“Now you’ve been to Creux—” she began. “You’ve been there twice, and you’ve seen your uncle, have you not?”
“Yes.”
“Well, do you think he is the sort of man to make a young wife happy?”
“Emphatically no,” admitted Bayre, promptly. “But surely you could see that before you married him?”
The poor lady clasped her hands and looked at him rather dismally.

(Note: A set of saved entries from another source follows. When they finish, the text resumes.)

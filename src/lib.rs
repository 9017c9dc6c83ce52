//! streamsight
//!
//! This crate implements the orchestration core of a live-stream object
//! detection pipeline.
//!
//! # Architecture
//!
//! A single processing graph runs for the life of the process:
//!
//! encoded bytes -> transport decrypt (if secure) -> depayload/parse ->
//! hardware decode -> memory-domain convert -> batch -> inference ->
//! overlay -> display
//!
//! The shape of that graph is only partially known at start time. The core
//! handles the parts that cannot be wired statically:
//!
//! - dynamic sub-stream discovery (the decoder exposes output ports only once
//!   it has seen real data; only the video port is wired onward)
//! - on-demand SRTP key provisioning for encrypted ingest
//! - sampled extraction of per-frame detection metadata without stalling the
//!   data plane
//! - a single authoritative lifecycle state machine owning startup, drain,
//!   failure, and resource release
//!
//! # Module Structure
//!
//! - `graph`: declarative stage/port/link model, graph builder, dynamic link
//!   resolution
//! - `keys`: decryption key material records and the on-demand provider
//! - `sampler`: per-frame detection records and the sampling cadence
//! - `lifecycle`: run states, the pipeline event channel, and the controller
//! - `config`: daemon configuration (file + environment)
//! - `model`: inference engine config artifact (generated once if absent)
//! - `runtime`: the seam to the media framework; real GStreamer realization
//!   behind the `runtime-gstreamer` feature

pub mod config;
pub mod graph;
pub mod keys;
pub mod lifecycle;
pub mod model;
pub mod runtime;
pub mod sampler;

pub use config::{Config, IngestTransport};
pub use graph::{
    CapabilityProbe, FormatFamily, Graph, GraphSpec, Link, LinkState, MediaDescriptor, PortRef,
    ResolveOutcome, StageCreationError, StageSpec,
};
pub use keys::{KeyMaterial, KeyProvider, KeyUnavailable};
pub use lifecycle::{EventSender, LifecycleController, PipelineEvent, RunOutcome, RunState};
pub use runtime::GraphRuntime;
pub use sampler::{Detection, FrameDetections, MetadataSampler};
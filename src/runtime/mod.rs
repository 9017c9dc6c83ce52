//! The seam between the orchestration core and the media framework.
//!
//! The lifecycle controller only needs two things from a runtime: begin
//! processing, and release everything. Data-plane concurrency (decode,
//! convert, infer, render) lives entirely behind this trait; the core never
//! reimplements it.

use anyhow::Result;

#[cfg(feature = "runtime-gstreamer")]
pub mod gstreamer;

#[cfg(feature = "runtime-gstreamer")]
pub use gstreamer::GstRuntime;

pub trait GraphRuntime {
    /// Request the graph to begin processing. Startup progress and all later
    /// conditions are reported on the event channel, not returned here.
    fn start(&mut self) -> Result<()>;

    /// Tear the graph down to its null resource state. Must be safe to call
    /// more than once and from any run state.
    fn shutdown(&mut self) -> Result<()>;
}
//! Media descriptors carried by ports.
//!
//! A descriptor classifies what flows through a port: a format family plus
//! optional concrete attributes. Ports that accept any layout within their
//! family (converters, sinks) carry no attributes.

use serde::{Deserialize, Serialize};

#[derive(Clone, Copy, Debug, PartialEq, Eq, Serialize, Deserialize)]
#[serde(rename_all = "lowercase")]
pub enum FormatFamily {
    Video,
    Audio,
    Other,
}

impl std::fmt::Display for FormatFamily {
    fn fmt(&self, f: &mut std::fmt::Formatter<'_>) -> std::fmt::Result {
        let s = match self {
            FormatFamily::Video => "video",
            FormatFamily::Audio => "audio",
            FormatFamily::Other => "other",
        };
        write!(f, "{}", s)
    }
}

/// Concrete media attributes. When present on both ends of a prospective
/// link they must match exactly.
#[derive(Clone, Debug, PartialEq, Eq, Serialize, Deserialize)]
pub struct MediaAttrs {
    pub pixel_format: String,
    pub width: u32,
    pub height: u32,
}

#[derive(Clone, Debug, PartialEq, Eq, Serialize, Deserialize)]
pub struct MediaDescriptor {
    pub family: FormatFamily,
    pub attrs: Option<MediaAttrs>,
}

impl MediaDescriptor {
    pub fn video() -> Self {
        Self {
            family: FormatFamily::Video,
            attrs: None,
        }
    }

    pub fn audio() -> Self {
        Self {
            family: FormatFamily::Audio,
            attrs: None,
        }
    }

    pub fn video_concrete(pixel_format: &str, width: u32, height: u32) -> Self {
        Self {
            family: FormatFamily::Video,
            attrs: Some(MediaAttrs {
                pixel_format: pixel_format.to_string(),
                width,
                height,
            }),
        }
    }

    /// Classify a media-type name from the wire (e.g. "video/x-raw",
    /// "audio/mpeg") into a family-only descriptor.
    pub fn from_media_type(name: &str) -> Self {
        let family = if name.starts_with("video") {
            FormatFamily::Video
        } else if name.starts_with("audio") {
            FormatFamily::Audio
        } else {
            FormatFamily::Other
        };
        Self {
            family,
            attrs: None,
        }
    }

    /// Two descriptors can be linked iff they share a family and, when both
    /// sides carry concrete attributes, those attributes match exactly.
    pub fn compatible_with(&self, other: &MediaDescriptor) -> bool {
        if self.family != other.family {
            return false;
        }
        match (&self.attrs, &other.attrs) {
            (Some(a), Some(b)) => a == b,
            _ => true,
        }
    }
}

#[cfg(test)]
mod tests {
    use super::*;

    #[test]
    fn family_only_descriptors_are_compatible_within_family() {
        assert!(MediaDescriptor::video().compatible_with(&MediaDescriptor::video()));
        assert!(!MediaDescriptor::video().compatible_with(&MediaDescriptor::audio()));
    }

    #[test]
    fn concrete_attrs_must_match_exactly() {
        let a = MediaDescriptor::video_concrete("NV12", 1920, 1080);
        let b = MediaDescriptor::video_concrete("NV12", 1920, 1080);
        let c = MediaDescriptor::video_concrete("I420", 1920, 1080);
        assert!(a.compatible_with(&b));
        assert!(!a.compatible_with(&c));
    }

    #[test]
    fn one_sided_attrs_do_not_constrain() {
        let concrete = MediaDescriptor::video_concrete("NV12", 1280, 720);
        assert!(concrete.compatible_with(&MediaDescriptor::video()));
        assert!(MediaDescriptor::video().compatible_with(&concrete));
    }

    #[test]
    fn media_type_names_classify_by_prefix() {
        assert_eq!(
            MediaDescriptor::from_media_type("video/x-h264").family,
            FormatFamily::Video
        );
        assert_eq!(
            MediaDescriptor::from_media_type("audio/mpeg").family,
            FormatFamily::Audio
        );
        assert_eq!(
            MediaDescriptor::from_media_type("text/x-raw").family,
            FormatFamily::Other
        );
    }
}
//! Links and dynamic link resolution.
//!
//! A link is a directed edge from one stage's output port to another's input
//! port. Static links are resolved at construction time. Dynamic links wait
//! for the upstream stage to discover a matching sub-stream; resolution is a
//! pure function of the current link state and the discovered descriptor, so
//! duplicate or out-of-order discovery events cannot corrupt the graph.

use crate::graph::descriptor::{FormatFamily, MediaDescriptor};

/// (stage, port) address of one end of a link.
#[derive(Clone, Debug, PartialEq, Eq)]
pub struct PortRef {
    pub stage: String,
    pub port: String,
}

impl PortRef {
    pub fn new(stage: &str, port: &str) -> Self {
        Self {
            stage: stage.to_string(),
            port: port.to_string(),
        }
    }
}

impl std::fmt::Display for PortRef {
    fn fmt(&self, f: &mut std::fmt::Formatter<'_>) -> std::fmt::Result {
        write!(f, "{}:{}", self.stage, self.port)
    }
}

#[derive(Clone, Debug, PartialEq, Eq)]
pub enum LinkState {
    /// Waiting on a dynamic upstream port to appear.
    Pending,
    Resolved,
    /// Last discovery attempt carried an incompatible descriptor. The
    /// affected sub-stream is dropped; a later compatible one may still
    /// resolve the link.
    Rejected { reason: String },
}

/// Outcome of offering a discovered port to a link.
#[derive(Clone, Debug, PartialEq, Eq)]
pub enum ResolveOutcome {
    Linked,
    /// The link was already resolved; duplicate discovery is a no-op.
    AlreadyLinked,
    /// Wrong format family; the port is deliberately left unlinked.
    Ignored(FormatFamily),
    Incompatible(String),
}

#[derive(Clone, Debug)]
pub struct Link {
    pub from: PortRef,
    pub to: PortRef,
    /// What the downstream input port accepts.
    pub expected: MediaDescriptor,
    pub state: LinkState,
}

impl Link {
    pub fn resolved(from: PortRef, to: PortRef, expected: MediaDescriptor) -> Self {
        Self {
            from,
            to,
            expected,
            state: LinkState::Resolved,
        }
    }

    pub fn pending(from: PortRef, to: PortRef, expected: MediaDescriptor) -> Self {
        Self {
            from,
            to,
            expected,
            state: LinkState::Pending,
        }
    }

    pub fn is_resolved(&self) -> bool {
        self.state == LinkState::Resolved
    }

    /// Offer a discovered upstream port to this link.
    ///
    /// Applies [`resolve`] and, when the link resolves, records the concrete
    /// port name in place of the declared template.
    pub fn offer(&mut self, port: &str, discovered: &MediaDescriptor) -> ResolveOutcome {
        let (next, outcome) = resolve(&self.state, &self.expected, discovered);
        if outcome == ResolveOutcome::Linked {
            self.from.port = port.to_string();
        }
        self.state = next;
        outcome
    }

    /// Roll a resolved link back after the physical connection failed.
    ///
    /// A resolved link must connect exactly one output to one input; if the
    /// runtime cannot complete the connection the resolution is void and a
    /// later discovery must be allowed to try again.
    pub fn revoke(&mut self, reason: &str) {
        self.state = LinkState::Rejected {
            reason: reason.to_string(),
        };
    }
}

/// Pure resolver: (current state, expected descriptor, discovered descriptor)
/// -> (next state, outcome).
///
/// - already resolved: no-op, never an error
/// - wrong family: state unchanged, port left unlinked
/// - compatible: resolved
/// - same family but incompatible attributes: rejected, non-fatal
pub fn resolve(
    current: &LinkState,
    expected: &MediaDescriptor,
    discovered: &MediaDescriptor,
) -> (LinkState, ResolveOutcome) {
    if *current == LinkState::Resolved {
        return (LinkState::Resolved, ResolveOutcome::AlreadyLinked);
    }
    if discovered.family != expected.family {
        return (current.clone(), ResolveOutcome::Ignored(discovered.family));
    }
    if expected.compatible_with(discovered) {
        return (LinkState::Resolved, ResolveOutcome::Linked);
    }
    let reason = format!(
        "descriptor mismatch: expected {:?}, discovered {:?}",
        expected.attrs, discovered.attrs
    );
    (
        LinkState::Rejected {
            reason: reason.clone(),
        },
        ResolveOutcome::Incompatible(reason),
    )
}
//! Stages and their ports.
//!
//! A stage is a named processing node with a declared capability (the element
//! kind the host environment must instantiate), key/value settings applied
//! before activation, and typed input/output ports. Ports are either static
//! (connectable at construction time) or dynamic (they appear only once the
//! stage has seen real data).

use anyhow::{anyhow, Result};
use std::sync::OnceLock;

use crate::graph::descriptor::MediaDescriptor;

/// Stage names are local identifiers, unique within one graph.
///
/// Allowed: "rtmp-source", "infer_primary", "osd0"
/// Disallowed: whitespace, uppercase, punctuation outside [_-].
pub fn validate_stage_name(name: &str) -> Result<()> {
    static STAGE_NAME_RE: OnceLock<regex::Regex> = OnceLock::new();
    let re = STAGE_NAME_RE
        .get_or_init(|| regex::Regex::new(r"^[a-z][a-z0-9_-]{0,63}$").unwrap());
    if !re.is_match(name) {
        return Err(anyhow!(
            "stage name must match ^[a-z][a-z0-9_-]{{0,63}}$, got {:?}",
            name
        ));
    }
    Ok(())
}

#[derive(Clone, Debug, PartialEq, Eq)]
pub struct PortSpec {
    pub name: String,
    pub descriptor: MediaDescriptor,
    /// Dynamic ports appear only after the stage starts processing data.
    pub dynamic: bool,
}

#[derive(Clone, Debug)]
pub struct StageSpec {
    pub name: String,
    /// Capability the host environment must provide (element kind).
    pub capability: String,
    /// Optional stand-in capability used when the primary one is absent.
    pub fallback_capability: Option<String>,
    /// Applied to the stage before activation, in declaration order.
    pub settings: Vec<(String, String)>,
    pub inputs: Vec<PortSpec>,
    pub outputs: Vec<PortSpec>,
}

impl StageSpec {
    pub fn new(name: &str, capability: &str) -> Self {
        Self {
            name: name.to_string(),
            capability: capability.to_string(),
            fallback_capability: None,
            settings: Vec::new(),
            inputs: Vec::new(),
            outputs: Vec::new(),
        }
    }

    pub fn fallback(mut self, capability: &str) -> Self {
        self.fallback_capability = Some(capability.to_string());
        self
    }

    pub fn setting(mut self, name: &str, value: impl ToString) -> Self {
        self.settings.push((name.to_string(), value.to_string()));
        self
    }

    pub fn input(mut self, name: &str, descriptor: MediaDescriptor) -> Self {
        self.inputs.push(PortSpec {
            name: name.to_string(),
            descriptor,
            dynamic: false,
        });
        self
    }

    pub fn output(mut self, name: &str, descriptor: MediaDescriptor) -> Self {
        self.outputs.push(PortSpec {
            name: name.to_string(),
            descriptor,
            dynamic: false,
        });
        self
    }

    /// Declare an output that only appears at runtime (e.g. decoder
    /// sub-stream ports). The name is a template, not a concrete port.
    pub fn dynamic_output(mut self, name: &str, descriptor: MediaDescriptor) -> Self {
        self.outputs.push(PortSpec {
            name: name.to_string(),
            descriptor,
            dynamic: true,
        });
        self
    }

    pub fn input_port(&self, name: &str) -> Option<&PortSpec> {
        self.inputs.iter().find(|p| p.name == name)
    }

    pub fn output_port(&self, name: &str) -> Option<&PortSpec> {
        self.outputs.iter().find(|p| p.name == name)
    }
}

/// A constructed stage inside a graph. The capability recorded here is the
/// one actually selected (primary or fallback).
#[derive(Clone, Debug)]
pub struct Stage {
    pub name: String,
    pub capability: String,
    pub settings: Vec<(String, String)>,
    pub inputs: Vec<PortSpec>,
    pub outputs: Vec<PortSpec>,
}

#[cfg(test)]
mod tests {
    use super::*;

    #[test]
    fn stage_names_follow_the_allowlist() {
        assert!(validate_stage_name("rtmp-source").is_ok());
        assert!(validate_stage_name("infer_primary").is_ok());
        assert!(validate_stage_name("Bad Name").is_err());
        assert!(validate_stage_name("").is_err());
        assert!(validate_stage_name("9starts-with-digit").is_err());
    }

    #[test]
    fn spec_builder_records_settings_in_order() {
        let spec = StageSpec::new("batcher", "nvstreammux")
            .setting("width", 1920)
            .setting("height", 1080)
            .setting("live-source", true);
        assert_eq!(spec.settings[0], ("width".to_string(), "1920".to_string()));
        assert_eq!(spec.settings[2].1, "true");
    }
}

“Do you know,” she asked earnestly, “the sort of life a girl leads among poor and proud relations who don’t always take the trouble to hide that she’s a burden upon them, even though they won’t consent to her trying to earn her own living? Well, if you can imagine that, you know the position I was in when I met your uncle and when he asked me to be his wife. There wasn’t even a question of my refusing: it was taken for granted by everybody that it was a splendid thing for me, and when I ventured to suggest that, being thirty or forty years older than I, he was rather old for me, I was looked upon as a monster of ingratitude for finding any fault. So we were married, and until we got to Creux it was bearable enough. I was a new toy, and he was kind to me. I was grateful too, really,” she insisted with pathetic earnestness.
“Of course, of course, I’m quite sure you were,” said Bayre, gently.
The lady went on,—
“But when we once got back to Creux life became almost intolerable at once, and all from the same cause—his cousin, Miss Ford.”
“Of course she wouldn’t approve of his marriage,” said Bayre.